= Beginning of Section =

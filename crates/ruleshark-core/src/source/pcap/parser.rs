use std::fs::File;
use std::path::Path;

use pcap_parser::{
    Block, LegacyPcapReader, Linktype, PcapBlockOwned, PcapError, PcapNGReader,
    traits::{PcapNGPacketBlock, PcapReaderIterator},
};
use tracing::debug;

use crate::source::{PacketEvent, PacketSource, SourceError};

use super::error::PcapSourceError;
use super::layout;
use super::reader::{
    InterfaceInfo, interface_for, is_pcapng_magic, legacy_ts_to_seconds, pcapng_ts_to_seconds,
    read_magic_and_rewind, ts_units_per_second,
};

/// Packet source reading a legacy PCAP or PCAPNG file.
pub struct PcapFileSource {
    inner: PcapReader,
}

enum PcapReader {
    Legacy {
        reader: LegacyPcapReader<File>,
        linktype: Option<Linktype>,
        nanosecond: bool,
    },
    Ng {
        reader: PcapNGReader<File>,
        interfaces: Vec<InterfaceInfo>,
    },
}

impl PcapFileSource {
    pub fn open(path: &Path) -> Result<Self, SourceError> {
        let file = File::open(path)?;
        let inner = create_reader(file)?;
        Ok(Self { inner })
    }
}

impl PacketSource for PcapFileSource {
    fn next_packet(&mut self) -> Result<Option<PacketEvent>, SourceError> {
        next_packet(&mut self.inner).map_err(SourceError::from)
    }
}

fn create_reader(mut file: File) -> Result<PcapReader, PcapSourceError> {
    let magic = read_magic_and_rewind(&mut file)?;

    if is_pcapng_magic(&magic) {
        debug!("opening capture as PCAPNG");
        let reader = PcapNGReader::new(layout::PCAP_READER_BUFFER_SIZE, file)
            .map_err(|e| PcapSourceError::pcap("pcapng reader init", e))?;
        Ok(PcapReader::Ng {
            reader,
            interfaces: Vec::new(),
        })
    } else {
        debug!("opening capture as legacy PCAP");
        let reader = LegacyPcapReader::new(layout::PCAP_READER_BUFFER_SIZE, file)
            .map_err(|e| PcapSourceError::pcap("pcap reader init", e))?;
        Ok(PcapReader::Legacy {
            reader,
            linktype: None,
            nanosecond: false,
        })
    }
}

fn next_packet(reader: &mut PcapReader) -> Result<Option<PacketEvent>, PcapSourceError> {
    loop {
        match reader {
            PcapReader::Legacy {
                reader,
                linktype,
                nanosecond,
            } => match reader.next() {
                Ok((offset, block)) => {
                    let event = match block {
                        PcapBlockOwned::LegacyHeader(header) => {
                            *linktype = Some(header.network);
                            *nanosecond = header.is_nanosecond_precision();
                            None
                        }
                        PcapBlockOwned::Legacy(packet) => Some(PacketEvent {
                            ts: Some(legacy_ts_to_seconds(
                                packet.ts_sec,
                                packet.ts_usec,
                                *nanosecond,
                            )),
                            linktype: linktype.unwrap_or(Linktype::ETHERNET),
                            data: packet.data.to_vec(),
                        }),
                        _ => None,
                    };
                    reader.consume(offset);
                    if event.is_some() {
                        return Ok(event);
                    }
                }
                Err(PcapError::Eof) => return Ok(None),
                Err(PcapError::Incomplete(_)) => {
                    reader
                        .refill()
                        .map_err(|e| PcapSourceError::pcap("pcap reader refill", e))?;
                }
                Err(e) => return Err(PcapSourceError::pcap("pcap reader next", e)),
            },
            PcapReader::Ng { reader, interfaces } => match reader.next() {
                Ok((offset, block)) => {
                    let event = match block {
                        PcapBlockOwned::NG(Block::SectionHeader(_)) => {
                            // interface ids are scoped to their section
                            interfaces.clear();
                            None
                        }
                        PcapBlockOwned::NG(Block::InterfaceDescription(intf)) => {
                            interfaces.push(InterfaceInfo {
                                linktype: intf.linktype,
                                ts_units: ts_units_per_second(intf.if_tsresol),
                                ts_offset: intf.if_tsoffset as f64,
                            });
                            None
                        }
                        PcapBlockOwned::NG(Block::EnhancedPacket(packet)) => {
                            let interface = interface_for(interfaces, packet.if_id);
                            Some(PacketEvent {
                                ts: Some(pcapng_ts_to_seconds(
                                    packet.ts_high,
                                    packet.ts_low,
                                    &interface,
                                )),
                                linktype: interface.linktype,
                                data: packet.packet_data().to_vec(),
                            })
                        }
                        PcapBlockOwned::NG(Block::SimplePacket(packet)) => Some(PacketEvent {
                            ts: None,
                            linktype: interface_for(interfaces, 0).linktype,
                            data: packet.packet_data().to_vec(),
                        }),
                        _ => None,
                    };
                    reader.consume(offset);
                    if event.is_some() {
                        return Ok(event);
                    }
                }
                Err(PcapError::Eof) => return Ok(None),
                Err(PcapError::Incomplete(_)) => {
                    reader
                        .refill()
                        .map_err(|e| PcapSourceError::pcap("pcapng reader refill", e))?;
                }
                Err(e) => return Err(PcapSourceError::pcap("pcapng reader next", e)),
            },
        }
    }
}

= End of Section =

The data above should be output exactly, with each line intact.

filename crates/ruleshark-core/src/source/pcap/parser.rs
use std::fs::File;
use std::path::Path;

use pcap_parser::{
    Block, LegacyPcapReader, Linktype, PcapBlockOwned, PcapError, PcapNGReader,
    traits::{PcapNGPacketBlock, PcapReaderIterator},
};
use tracing::debug;

use crate::source::{PacketEvent, PacketSource, SourceError};

use super::error::PcapSourceError;
use super::layout;
use super::reader::{
    InterfaceInfo, interface_for, is_pcapng_magic, legacy_ts_to_seconds, pcapng_ts_to_seconds,
    read_magic_and_rewind, ts_units_per_second,
};

/// Packet source reading a legacy PCAP or PCAPNG file.
pub struct PcapFileSource {
    inner: PcapReader,
}

enum PcapReader {
    Legacy {
        reader: LegacyPcapReader<File>,
        linktype: Option<Linktype>,
        nanosecond: bool,
    },
    Ng {
        reader: PcapNGReader<File>,
        interfaces: Vec<InterfaceInfo>,
    },
}

impl PcapFileSource {
    pub fn open(path: &Path) -> Result<Self, SourceError> {
        let file = File::open(path)?;
        let inner = create_reader(file)?;
        Ok(Self { inner })
    }
}

impl PacketSource for PcapFileSource {
    fn next_packet(&mut self) -> Result<Option<PacketEvent>, SourceError> {
        next_packet(&mut self.inner).map_err(SourceError::from)
    }
}

fn create_reader(mut file: File) -> Result<PcapReader, PcapSourceError> {
    let magic = read_magic_and_rewind(&mut file)?;

    if is_pcapng_magic(&magic) {
        debug!("opening capture as PCAPNG");
        let reader = PcapNGReader::new(layout::PCAP_READER_BUFFER_SIZE, file)
            .map_err(|e| PcapSourceError::pcap("pcapng reader init", e))?;
        Ok(PcapReader::Ng {
            reader,
            interfaces: Vec::new(),
        })
    } else {
        debug!("opening capture as legacy PCAP");
        let reader = LegacyPcapReader::new(layout::PCAP_READER_BUFFER_SIZE, file)
            .map_err(|e| PcapSourceError::pcap("pcap reader init", e))?;
        Ok(PcapReader::Legacy {
            reader,
            linktype: None,
            nanosecond: false,
        })
    }
}

fn next_packet(reader: &mut PcapReader) -> Result<Option<PacketEvent>, PcapSourceError> {
    loop {
        match reader {
            PcapReader::Legacy {
                reader,
                linktype,
                nanosecond,
            } => match reader.next() {
                Ok((offset, block)) => {
                    let event = match block {
                        PcapBlockOwned::LegacyHeader(header) => {
                            *linktype = Some(header.network);
                            *nanosecond = header.is_nanosecond_precision();
                            None
                        }
                        PcapBlockOwned::Legacy(packet) => Some(PacketEvent {
                            ts: Some(legacy_ts_to_seconds(
                                packet.ts_sec,
                                packet.ts_usec,
                                *nanosecond,
                            )),
                            linktype: linktype.unwrap_or(Linktype::ETHERNET),
                            data: packet.data.to_vec(),
                        }),
                        _ => None,
                    };
                    reader.consume(offset);
                    if event.is_some() {
                        return Ok(event);
                    }
                }
                Err(PcapError::Eof) => return Ok(None),
                Err(PcapError::Incomplete(_)) => {
                    reader
                        .refill()
                        .map_err(|e| PcapSourceError::pcap("pcap reader refill", e))?;
                }
                Err(e) => return Err(PcapSourceError::pcap("pcap reader next", e)),
            },
            PcapReader::Ng { reader, interfaces } => match reader.next() {
                Ok((offset, block)) => {
                    let event = match block {
                        PcapBlockOwned::NG(Block::SectionHeader(_)) => {
                            // interface ids are scoped to their section
                            interfaces.clear();
                            None
                        }
                        PcapBlockOwned::NG(Block::InterfaceDescription(intf)) => {
                            interfaces.push(InterfaceInfo {
                                linktype: intf.linktype,
                                ts_units: ts_units_per_second(intf.if_tsresol),
                                ts_offset: intf.if_tsoffset as f64,
                            });
                            None
                        }
                        PcapBlockOwned::NG(Block::EnhancedPacket(packet)) => {
                            let interface = interface_for(interfaces, packet.if_id);
                            Some(PacketEvent {
                                ts: Some(pcapng_ts_to_seconds(
                                    packet.ts_high,
                                    packet.ts_low,
                                    &interface,
                                )),
                                linktype: interface.linktype,
                                data: packet.packet_data().to_vec(),
                            })
                        }
                        PcapBlockOwned::NG(Block::SimplePacket(packet)) => Some(PacketEvent {
                            ts: None,
                            linktype: interface_for(interfaces, 0).linktype,
                            data: packet.packet_data().to_vec(),
                        }),
                        _ => None,
                    };
                    reader.consume(offset);
                    if event.is_some() {
                        return Ok(event);
                    }
                }
                Err(PcapError::Eof) => return Ok(None),
                Err(PcapError::Incomplete(_)) => {
                    reader
                        .refill()
                        .map_err(|e| PcapSourceError::pcap("pcapng reader refill", e))?;
                }
                Err(e) => return Err(PcapSourceError::pcap("pcapng reader next", e)),
            },
        }
    }
}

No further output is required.